Un changement de nom historique vient d’être officialisé pour le syndrome des ovaires polykystiques, une affection métabolique courante chez les femmes. Désormais, il sera désigné par l’acronyme PMOS (Polycystic Metabolic Ovary Syndrome), remplaçant ainsi le traditionnel PCOS (Polycystic Ovary Syndrome).

Une décision mûrie par plus de dix ans de débats scientifiques

Cette modification, révélée mardi par des experts internationaux, marque l’aboutissement d’un long processus de réflexion. Pendant plus de dix ans, la communauté médicale a débattu de la nécessité d’un terme plus précis pour décrire cette pathologie complexe, qui touche entre 5 % et 15 % des femmes en âge de procréer.

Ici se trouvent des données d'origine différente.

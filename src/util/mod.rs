//! Shared helpers.
//!
//! - **URL validation**: scheme and host checks for configured feed sources

mod url_validator;

pub use url_validator::{validate_source_url, HostPolicy, UrlValidationError};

Le choix de PMOS ne relève pas d’une simple coquetterie sémantique. Il reflète une volonté de mettre en lumière les dimensions métaboliques de cette maladie, souvent sous-estimées. En effet, le PCOS ne se limite pas à des symptômes gynécologiques : il est également associé à des risques accrus de diabète de type 2, de maladies cardiovasculaires et d’obésité.

Pourquoi ce changement est-il important ?

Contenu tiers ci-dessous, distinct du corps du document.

use anyhow::{Context, Result};
use clap::Parser;
use std::path::PathBuf;
use std::sync::Arc;
use tokio::sync::watch;

use newsservice::config::Config;
use newsservice::feed::HttpFetcher;
use newsservice::ingest::{ExponentialBackoff, Ingestor};
use newsservice::query::NewsQueryService;
use newsservice::storage::{Database, DatabaseOptions, NewsFilter};

#[derive(Parser, Debug)]
#[command(
    name = "newsservice",
    version,
    about = "Polls RSS feeds and stores their items for paginated queries"
)]
struct Args {
    /// Path to the TOML configuration file
    #[arg(long, value_name = "FILE", default_value = "config.toml")]
    config: PathBuf,

    /// Run one ingestion cycle for every source, then exit
    #[arg(long)]
    once: bool,
}

#[tokio::main]
async fn main() -> Result<()> {
    let args = Args::parse();

    let config = Config::load(&args.config)
        .with_context(|| format!("Failed to load config from '{}'", args.config.display()))?;

    // RUST_LOG wins over the configured level
    let filter = tracing_subscriber::EnvFilter::try_from_default_env()
        .unwrap_or_else(|_| tracing_subscriber::EnvFilter::new(&config.log_level));
    tracing_subscriber::fmt().with_env_filter(filter).init();

    if config.sources.is_empty() {
        tracing::warn!(path = %args.config.display(), "No sources configured, nothing to ingest");
    }

    let db_options = DatabaseOptions {
        max_connections: config.database.max_connections,
        ..DatabaseOptions::default()
    };
    let db = Database::open_with(&config.database.path, &db_options)
        .await
        .with_context(|| format!("Failed to open database '{}'", config.database.path))?;

    let fetcher = HttpFetcher::with_user_agent(
        &config.fetch.user_agent,
        config.fetch_timeout(),
        config.fetch.max_bytes,
    )
    .context("Failed to build HTTP client")?;

    let mut ingestor = Ingestor::new(Arc::new(fetcher), Arc::new(db.clone()), config.poll_interval());
    if let Some(max_backoff) = config.max_backoff() {
        ingestor = ingestor.with_policy(ExponentialBackoff::new(config.poll_interval(), max_backoff));
    }

    if args.once {
        let results = ingestor.run_once(&config.sources).await;

        let queries = NewsQueryService::from_config(Arc::new(db.clone()), &config);
        match queries.list_news(&NewsFilter::default(), 1).await {
            Ok(page) => tracing::info!(
                stored = page.total_results,
                pages = page.total_pages,
                per_page = page.per_page,
                "Store summary"
            ),
            Err(e) => tracing::warn!(error = %e, "Could not summarize stored news"),
        }
        db.close().await;

        let failed = results.iter().filter(|r| r.is_err()).count();
        let saved: usize = results.iter().filter_map(|r| r.as_ref().ok()).sum();
        println!(
            "Ingested {} sources: {} items saved, {} sources failed",
            results.len(),
            saved,
            failed
        );
        if !results.is_empty() && failed == results.len() {
            anyhow::bail!("Every source failed to ingest");
        }
        return Ok(());
    }

    let (shutdown_tx, shutdown_rx) = watch::channel(false);
    let handles = ingestor.spawn(config.sources.clone(), shutdown_rx);
    tracing::info!(sources = handles.len(), "Ingestion started");

    shutdown_signal().await;
    tracing::info!("Shutdown requested, stopping ingestion loops");
    let _ = shutdown_tx.send(true);

    for handle in handles {
        if let Err(e) = handle.await {
            tracing::error!(error = %e, "Ingestion task panicked");
        }
    }

    db.close().await;
    tracing::info!("Shutdown complete");
    Ok(())
}

/// Resolves on Ctrl+C or, on Unix, SIGTERM.
async fn shutdown_signal() {
    let ctrl_c = async {
        if let Err(e) = tokio::signal::ctrl_c().await {
            tracing::error!(error = %e, "Failed to listen for Ctrl+C");
            std::future::pending::<()>().await;
        }
    };

    #[cfg(unix)]
    let terminate = async {
        match tokio::signal::unix::signal(tokio::signal::unix::SignalKind::terminate()) {
            Ok(mut sigterm) => {
                sigterm.recv().await;
            }
            Err(e) => {
                tracing::error!(error = %e, "Failed to install SIGTERM handler");
                std::future::pending::<()>().await;
            }
        }
    };

    #[cfg(not(unix))]
    let terminate = std::future::pending::<()>();

    tokio::select! {
        _ = ctrl_c => {},
        _ = terminate => {},
    }
}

Le nouveau nom, PMOS, souligne l’importance des troubles métaboliques dans cette pathologie. Cette précision pourrait améliorer la prise en charge des patientes en orientant davantage les professionnels de santé vers une approche globale, intégrant à la fois les aspects gynécologiques et métaboliques.

Selon le Dr. Sophie Martin, endocrinologue et membre du comité ayant validé ce changement :

« Ce nouveau nom reflète mieux la réalité clinique de cette maladie. En insistant sur le volet métabolique, nous espérons sensibiliser davantage les médecins et les patientes aux risques associés, comme le diabète ou les complications cardiovasculaires. »

Un impact sur le diagnostic et la recherche

Cette évolution pourrait également avoir des répercussions sur la recherche médicale. En clarifiant la terminologie, les études futures pourraient mieux cibler les mécanismes sous-jacents de la maladie, ouvrant la voie à des traitements plus adaptés.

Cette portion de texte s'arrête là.